YOUR ASSIGNMENT ::
Scan the data, and whenever a line contains "kind", copy it.

Saved entries
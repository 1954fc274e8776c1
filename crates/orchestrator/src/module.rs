//! Module trait for idempotent provisioning units
//!
//! A Module is one step of bringing up the stack ("install containerd",
//! "deploy the CNI"). The executor is written once against this trait;
//! individual installers only describe themselves and how to apply.

use crate::context::ApplyContext;
use crate::error::ExecutionError;
use serde::{Deserialize, Serialize};
use std::fmt;
use std::time::Duration;

/// Comparable value representing a module's applied configuration
///
/// Stored in the state ledger after a successful apply. A different
/// fingerprint on a later run means the module drifted and must be
/// re-applied.
#[derive(Debug, Clone, PartialEq, Eq, Hash, PartialOrd, Ord, Serialize, Deserialize)]
#[serde(transparent)]
pub struct Fingerprint(String);

impl Fingerprint {
    /// Wrap an already computed fingerprint value
    pub fn new(value: impl Into<String>) -> Self {
        Self(value.into())
    }

    /// Hash an ordered list of parts with BLAKE3
    ///
    /// Each part is length-prefixed so that `["ab", "c"]` and `["a", "bc"]`
    /// hash differently.
    pub fn of<I, S>(parts: I) -> Self
    where
        I: IntoIterator<Item = S>,
        S: AsRef<[u8]>,
    {
        let mut hasher = blake3::Hasher::new();
        for part in parts {
            let bytes = part.as_ref();
            hasher.update(&(bytes.len() as u64).to_le_bytes());
            hasher.update(bytes);
        }
        Self(hasher.finalize().to_hex().to_string())
    }

    /// The fingerprint value
    pub fn as_str(&self) -> &str {
        &self.0
    }

    /// First 12 characters, for display
    pub fn short(&self) -> &str {
        self.0.get(..12).unwrap_or(&self.0)
    }
}

impl fmt::Display for Fingerprint {
    fn fmt(&self, f: &mut fmt::Formatter<'_>) -> fmt::Result {
        f.write_str(&self.0)
    }
}

/// Readiness polling parameters declared by a module
#[derive(Debug, Clone, Copy, PartialEq, Eq)]
pub struct HealthCheck {
    /// Give up after this long
    pub timeout: Duration,
    /// Wait between predicate invocations
    pub interval: Duration,
}

impl Default for HealthCheck {
    fn default() -> Self {
        Self {
            timeout: Duration::from_secs(120),
            interval: Duration::from_secs(5),
        }
    }
}

/// Core trait for provisioning modules
///
/// # Example
///
/// ```ignore
/// use orchestrator::{ApplyContext, ExecutionError, Fingerprint, Invocation, Module};
///
/// #[derive(Debug)]
/// struct Containerd { deps: Vec<String> }
///
/// impl Module for Containerd {
///     fn name(&self) -> &str { "containerd" }
///     fn depends_on(&self) -> &[String] { &self.deps }
///     fn fingerprint(&self) -> Fingerprint { Fingerprint::of(["containerd", "1.7"]) }
///
///     fn apply(&self, ctx: &ApplyContext) -> Result<(), ExecutionError> {
///         ctx.run_checked(&Invocation::new("apt-get").args(["install", "-y", "containerd"]))?;
///         Ok(())
///     }
/// }
/// ```
pub trait Module: Send + Sync + fmt::Debug {
    /// Unique module name
    fn name(&self) -> &str;

    /// Names of modules that must be applied first
    fn depends_on(&self) -> &[String];

    /// Human-readable description
    fn description(&self) -> String {
        self.name().to_string()
    }

    /// Version recorded in the ledger next to the fingerprint
    fn version(&self) -> Option<String> {
        None
    }

    /// Value representing the configuration this module would apply
    fn fingerprint(&self) -> Fingerprint;

    /// Converge the host towards this module's desired state
    ///
    /// Must be safe to run again after a partial failure. Long-running
    /// implementations should pass their work through `ctx` so the hard
    /// timeout can cancel it.
    fn apply(&self, ctx: &ApplyContext) -> Result<(), ExecutionError>;

    /// Polling parameters, or `None` if the module has no readiness check
    fn health_check(&self) -> Option<HealthCheck> {
        None
    }

    /// Readiness predicate polled after a successful apply
    ///
    /// `Ok(false)` means "not ready yet"; `Err` means the check itself could
    /// not run and ends polling.
    fn check_health(&self, _ctx: &ApplyContext) -> Result<bool, ExecutionError> {
        Ok(true)
    }

    /// Whether a failed attempt should be retried
    fn retryable(&self, error: &ExecutionError) -> bool {
        error.is_retryable()
    }

    /// Whether a failure of this module should let the run continue
    fn optional(&self) -> bool {
        false
    }

    /// Per-attempt timeout overriding the executor default
    fn attempt_timeout(&self) -> Option<Duration> {
        None
    }
}

#[cfg(test)]
mod tests {
    use super::*;

    #[test]
    fn test_fingerprint_is_deterministic() {
        let a = Fingerprint::of(["cni", "1.15.0"]);
        let b = Fingerprint::of(["cni", "1.15.0"]);
        assert_eq!(a, b);
        assert_eq!(a.as_str().len(), 64);
    }

    #[test]
    fn test_fingerprint_parts_are_delimited() {
        assert_ne!(Fingerprint::of(["ab", "c"]), Fingerprint::of(["a", "bc"]));
    }

    #[test]
    fn test_fingerprint_changes_with_content() {
        assert_ne!(
            Fingerprint::of(["cni", "1.15.0"]),
            Fingerprint::of(["cni", "1.16.0"])
        );
    }

    #[test]
    fn test_fingerprint_short() {
        let fp = Fingerprint::new("0123456789abcdef");
        assert_eq!(fp.short(), "0123456789ab");
        assert_eq!(Fingerprint::new("abc").short(), "abc");
    }

    #[test]
    fn test_fingerprint_serializes_as_string() {
        let fp = Fingerprint::new("abc");
        assert_eq!(serde_json::to_string(&fp).unwrap(), "\"abc\"");
    }
}
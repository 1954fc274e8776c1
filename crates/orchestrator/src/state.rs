//! State Store - persisted ledger of applied modules
//!
//! The ledger lives in `<dir>/state.json`. Writes go to a temporary file
//! that is synced and renamed over the old one, so a crash leaves either
//! the previous or the new ledger, never a torn one. An exclusive advisory
//! lock on `<dir>/kubestrap.lock` keeps a second executor out for as long
//! as the store is open.

use crate::error::{Error, Result};
use crate::module::Fingerprint;
use chrono::{DateTime, Utc};
use serde::{Deserialize, Serialize};
use std::collections::BTreeMap;
use std::fs::{self, File, OpenOptions, TryLockError};
use std::io::{self, Write};
use std::path::{Path, PathBuf};

/// Current ledger schema version
pub const SCHEMA_VERSION: u32 = 1;

/// Ledger file name inside the state directory
pub const STATE_FILE: &str = "state.json";
const LOCK_FILE: &str = "kubestrap.lock";

/// Ledger entry for one applied module
#[derive(Debug, Clone, PartialEq, Eq, Serialize, Deserialize)]
pub struct ModuleRecord {
    pub applied_at: DateTime<Utc>,
    pub fingerprint: Fingerprint,
    #[serde(default, skip_serializing_if = "Option::is_none")]
    pub version: Option<String>,
}

/// The persisted ledger
#[derive(Debug, Clone, PartialEq, Eq, Serialize, Deserialize)]
#[serde(deny_unknown_fields)]
pub struct SystemState {
    pub schema: u32,
    #[serde(default)]
    pub modules: BTreeMap<String, ModuleRecord>,
}

impl Default for SystemState {
    fn default() -> Self {
        Self {
            schema: SCHEMA_VERSION,
            modules: BTreeMap::new(),
        }
    }
}

impl SystemState {
    /// Stored fingerprint of a module
    pub fn fingerprint(&self, module: &str) -> Option<&Fingerprint> {
        self.modules.get(module).map(|r| &r.fingerprint)
    }

    /// Check if the module was applied with exactly this fingerprint
    pub fn is_applied(&self, module: &str, fingerprint: &Fingerprint) -> bool {
        self.fingerprint(module) == Some(fingerprint)
    }
}

/// Exclusive owner of the ledger for the duration of a run
#[derive(Debug)]
pub struct StateStore {
    dir: PathBuf,
    state: SystemState,
    // Held for the advisory lock; released on drop
    _lock: File,
}

impl StateStore {
    /// Open the store in `dir`, creating the directory and taking the lock
    ///
    /// The ledger is not read until [`load`](Self::load) is called.
    pub fn open(dir: impl Into<PathBuf>) -> Result<Self> {
        let dir = dir.into();
        fs::create_dir_all(&dir).map_err(|source| Error::StateIo {
            path: dir.clone(),
            source,
        })?;

        let lock_path = dir.join(LOCK_FILE);
        let lock = OpenOptions::new()
            .create(true)
            .truncate(false)
            .write(true)
            .open(&lock_path)
            .map_err(|source| Error::StateIo {
                path: lock_path.clone(),
                source,
            })?;

        match lock.try_lock() {
            Ok(()) => {}
            Err(TryLockError::WouldBlock) => {
                return Err(Error::ConcurrentExecution { path: lock_path });
            }
            Err(TryLockError::Error(source)) => {
                return Err(Error::StateIo {
                    path: lock_path,
                    source,
                });
            }
        }

        log::debug!("Opened state store at {}", dir.display());
        Ok(Self {
            dir,
            state: SystemState::default(),
            _lock: lock,
        })
    }

    /// Directory holding the ledger
    pub fn dir(&self) -> &Path {
        &self.dir
    }

    /// Path of the ledger file
    pub fn path(&self) -> PathBuf {
        self.dir.join(STATE_FILE)
    }

    /// Read the ledger from disk
    ///
    /// A missing file is an empty ledger. Anything that cannot be parsed is
    /// [`Error::StateCorruption`]; it is never silently replaced.
    pub fn load(&mut self) -> Result<&SystemState> {
        self.state = read_state(&self.path())?;
        log::debug!("Loaded {} ledger entries", self.state.modules.len());
        Ok(&self.state)
    }

    /// The in-memory ledger
    pub fn state(&self) -> &SystemState {
        &self.state
    }

    /// Check if the module was applied with this fingerprint
    pub fn is_applied(&self, module: &str, fingerprint: &Fingerprint) -> bool {
        self.state.is_applied(module, fingerprint)
    }

    /// Record a successful apply and flush before returning
    pub fn record_success(
        &mut self,
        module: &str,
        fingerprint: Fingerprint,
        version: Option<String>,
    ) -> Result<()> {
        self.state.modules.insert(
            module.to_string(),
            ModuleRecord {
                applied_at: Utc::now(),
                fingerprint,
                version,
            },
        );
        self.flush()?;
        log::info!("Recorded {module} as applied");
        Ok(())
    }

    /// Note a failure; the ledger is left untouched
    pub fn record_failure(&mut self, module: &str) {
        log::debug!("Not recording {module}: apply did not complete");
    }

    /// Drop a module from the ledger so the next run re-applies it
    ///
    /// Returns whether an entry existed.
    pub fn forget(&mut self, module: &str) -> Result<bool> {
        if self.state.modules.remove(module).is_none() {
            return Ok(false);
        }
        self.flush()?;
        log::info!("Forgot {module}");
        Ok(true)
    }

    fn flush(&self) -> Result<()> {
        let path = self.path();
        let tmp = self.dir.join(format!("{STATE_FILE}.tmp"));
        let io_err = |source: io::Error| Error::StateIo {
            path: path.clone(),
            source,
        };

        let mut json = serde_json::to_string_pretty(&self.state)
            .map_err(|e| io_err(io::Error::other(e)))?;
        json.push('\n');

        let mut file = File::create(&tmp).map_err(io_err)?;
        file.write_all(json.as_bytes()).map_err(io_err)?;
        file.sync_all().map_err(io_err)?;
        drop(file);
        fs::rename(&tmp, &path).map_err(io_err)?;

        // Persist the rename itself
        if let Ok(dir) = File::open(&self.dir) {
            let _ = dir.sync_all();
        }
        Ok(())
    }
}

/// Read a ledger file without taking the lock
///
/// Used by read-only commands (`status`, `plan`) that must not block on a
/// running install.
pub fn read_state(path: &Path) -> Result<SystemState> {
    let content = match fs::read_to_string(path) {
        Ok(content) => content,
        Err(e) if e.kind() == io::ErrorKind::NotFound => return Ok(SystemState::default()),
        Err(e) if e.kind() == io::ErrorKind::InvalidData => {
            return Err(corrupt(path, "file is not valid UTF-8"));
        }
        Err(source) => {
            return Err(Error::StateIo {
                path: path.to_path_buf(),
                source,
            });
        }
    };

    if content.trim().is_empty() {
        return Err(corrupt(path, "file is empty"));
    }

    let state: SystemState =
        serde_json::from_str(&content).map_err(|e| corrupt(path, e.to_string()))?;

    if state.schema != SCHEMA_VERSION {
        return Err(corrupt(
            path,
            format!(
                "unsupported schema {} (expected {SCHEMA_VERSION})",
                state.schema
            ),
        ));
    }

    Ok(state)
}

fn corrupt(path: &Path, message: impl Into<String>) -> Error {
    Error::StateCorruption {
        path: path.to_path_buf(),
        message: message.into(),
    }
}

WRITTEN RESPONSE ::
        Err(e) if e.kind() == io::ErrorKind::NotFound => return Ok(SystemState::default()),
        Err(e) if e.kind() == io::ErrorKind::InvalidData => {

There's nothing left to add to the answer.